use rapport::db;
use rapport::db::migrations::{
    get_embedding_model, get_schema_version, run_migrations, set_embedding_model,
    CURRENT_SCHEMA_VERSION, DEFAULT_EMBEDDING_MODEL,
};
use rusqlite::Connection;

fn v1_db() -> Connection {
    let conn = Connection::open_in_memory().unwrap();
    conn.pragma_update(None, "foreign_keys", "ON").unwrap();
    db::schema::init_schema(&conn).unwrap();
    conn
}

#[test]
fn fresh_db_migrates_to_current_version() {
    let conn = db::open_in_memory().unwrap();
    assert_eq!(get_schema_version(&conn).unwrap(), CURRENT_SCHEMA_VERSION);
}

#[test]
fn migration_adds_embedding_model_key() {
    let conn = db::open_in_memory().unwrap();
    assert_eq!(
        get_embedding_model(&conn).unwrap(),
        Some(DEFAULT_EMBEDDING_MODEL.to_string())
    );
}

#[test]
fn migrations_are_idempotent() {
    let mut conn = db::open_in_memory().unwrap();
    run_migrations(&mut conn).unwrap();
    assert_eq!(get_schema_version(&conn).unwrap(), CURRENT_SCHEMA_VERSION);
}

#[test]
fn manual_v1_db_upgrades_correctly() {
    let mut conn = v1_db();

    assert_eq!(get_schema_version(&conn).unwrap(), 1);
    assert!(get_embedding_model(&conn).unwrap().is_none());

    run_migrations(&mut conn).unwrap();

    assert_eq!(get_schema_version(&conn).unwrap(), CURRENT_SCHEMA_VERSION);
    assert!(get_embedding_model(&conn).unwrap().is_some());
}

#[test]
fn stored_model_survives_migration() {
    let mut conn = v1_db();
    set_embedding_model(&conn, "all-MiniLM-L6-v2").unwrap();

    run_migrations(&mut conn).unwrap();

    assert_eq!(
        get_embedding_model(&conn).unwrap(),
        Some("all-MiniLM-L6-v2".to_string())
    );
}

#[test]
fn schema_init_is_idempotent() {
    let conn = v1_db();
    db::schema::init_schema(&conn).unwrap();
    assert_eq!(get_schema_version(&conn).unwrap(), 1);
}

======

* **Prompt**
Set the listing above down again exactly.

* **Answer to this task**
use rapport::db;
use rapport::db::migrations::{
    get_embedding_model, get_schema_version, run_migrations, set_embedding_model,
    CURRENT_SCHEMA_VERSION, DEFAULT_EMBEDDING_MODEL,
};
use rusqlite::Connection;

fn v1_db() -> Connection {
    let conn = Connection::open_in_memory().unwrap();
    conn.pragma_update(None, "foreign_keys", "ON").unwrap();
    db::schema::init_schema(&conn).unwrap();
    conn
}

#[test]
fn fresh_db_migrates_to_current_version() {
    let conn = db::open_in_memory().unwrap();
    assert_eq!(get_schema_version(&conn).unwrap(), CURRENT_SCHEMA_VERSION);
}

#[test]
fn migration_adds_embedding_model_key() {
    let conn = db::open_in_memory().unwrap();
    assert_eq!(
        get_embedding_model(&conn).unwrap(),
        Some(DEFAULT_EMBEDDING_MODEL.to_string())
    );
}

#[test]
fn migrations_are_idempotent() {
    let mut conn = db::open_in_memory().unwrap();
    run_migrations(&mut conn).unwrap();
    assert_eq!(get_schema_version(&conn).unwrap(), CURRENT_SCHEMA_VERSION);
}

#[test]
fn manual_v1_db_upgrades_correctly() {
    let mut conn = v1_db();

    assert_eq!(get_schema_version(&conn).unwrap(), 1);
    assert!(get_embedding_model(&conn).unwrap().is_none());

    run_migrations(&mut conn).unwrap();

    assert_eq!(get_schema_version(&conn).unwrap(), CURRENT_SCHEMA_VERSION);
    assert!(get_embedding_model(&conn).unwrap().is_some());
}

#[test]
fn stored_model_survives_migration() {
    let mut conn = v1_db();
    set_embedding_model(&conn, "all-MiniLM-L6-v2").unwrap();

    run_migrations(&mut conn).unwrap();

    assert_eq!(
        get_embedding_model(&conn).unwrap(),
        Some("all-MiniLM-L6-v2".to_string())
    );
}

#[test]
fn schema_init_is_idempotent() {
    let conn = v1_db();
    db::schema::init_schema(&conn).unwrap();
    assert_eq!(get_schema_version(&conn).unwrap(), 1);
}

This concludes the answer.